Au Parti socialiste, c’est donc la ligne Hollande qui prévaut à ce stade. La mansuétude à l’égard du Premier ministre n’est pourtant pas garantie sur la durée. Le prochain test aura lieu au moment de l’examen du projet de budget. «Quand on est dans l’opposition, on ne vote pas le budget, a précisé François Hollande sur RTL. Les socialistes ne voteront pas le budget, cela ne veut pas dire qu’ils censureront. On verra bien. Il n’y aura pas de censure automatique. […] Si le gouvernement respecte sa parole et va plus loin, notamment sur la question écologique parce que c’est le grand oubli de ce budget…», le Parti socialiste pourrait ne pas s’associer aux Ecologistes, au Parti communiste, à La France insoumise, et, éventuellement, au Rassemblement national pour signer la mort du gouvernement. Dans l’hypothèse de ce front du refus des «extrêmes», les voix de plus de 20 députés socialistes seraient en effet nécessaires pour faire approuver la motion de censure.

«Jean-Luc Mélenchon attend une élection présidentielle qui ne vient pas.»

La colère de Mélenchon

Quatrième formation politique en nombre d’élus de l’Assemblée nationale, le Parti socialiste se voit donc en «faiseur de gouvernement». Pour l’ancien président de la République, c’est le mérite de François Bayrou de s’être adressé à la gauche, ce que Michel Barnier s’était gardé de faire, pour discuter du programme du gouvernement. Que seul le Parti socialiste y ait répondu favorablement, est une forme de tournant dans la politique contemporaine de la France, alors que le PS est resté scotché ces dernières années à La France insoumise dans les différentes formes de coalition électorales mises en place sous le leadership de celle-ci. Autant dire que cette rupture a suscité la colère noire de Jean-Luc Mélenchon, le patron de LFI.

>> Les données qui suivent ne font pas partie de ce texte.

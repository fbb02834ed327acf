/// 將位元組數轉成易讀的大小字串 (B / KB / MB / GB)
pub fn format_file_size(size_bytes: u64) -> String {
    if size_bytes == 0 {
        return "0 B".to_string();
    }

    const UNITS: [&str; 4] = ["B", "KB", "MB", "GB"];
    let mut size = size_bytes as f64;
    let mut unit = 0;
    while size >= 1024.0 && unit < UNITS.len() - 1 {
        size /= 1024.0;
        unit += 1;
    }

    format!("{:.1} {}", size, UNITS[unit])
}

/// 計算壓縮後節省的空間，回傳 (節省位元組, 節省百分比)
pub fn savings_info(original_size: u64, compressed_size: u64) -> (i64, f64) {
    let saved_bytes = original_size as i64 - compressed_size as i64;
    let saved_percent = if original_size > 0 {
        saved_bytes as f64 / original_size as f64 * 100.0
    } else {
        0.0
    };
    (saved_bytes, saved_percent)
}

Dans une déclaration agressive dont il est coutumier mêlant platement vie publique et vie privée, il a dénoncé la fourberie présumée de l’ancien président, le 19 janvier sur RTL: «Cet homme est une machine à tromper. Il a trompé tout le monde en 2012. Il trompe ses proches. Il trompe tout le monde.» Ce à quoi François Hollande a répondu, plus dignement: «Jean-Luc Mélenchon en est là, lui. Il attend une élection présidentielle qui ne vient pas . Elle est pourtant prévue en 2027. Il voudrait qu’elle puisse se produire avant. C’est son droit. Mais ce n’est pas la conception que j’ai des institutions. Les institutions, c’est fait pour être respecté. Il y a des échéances. Et ce n’est pas en bloquant […] tout processus gouvernemental, en arrêtant éventuellement un budget, en faisant tomber des gouvernements successivement que l’on arrivera à trouver la meilleure des positions à la fois pour le pays et pour la gauche.» Avec François Hollande, la gauche de gouvernement reviendrait-elle en force sur l’échiquier politique français? Et, par corollaire, la confrontation entre deux gauches «irréconciliables»?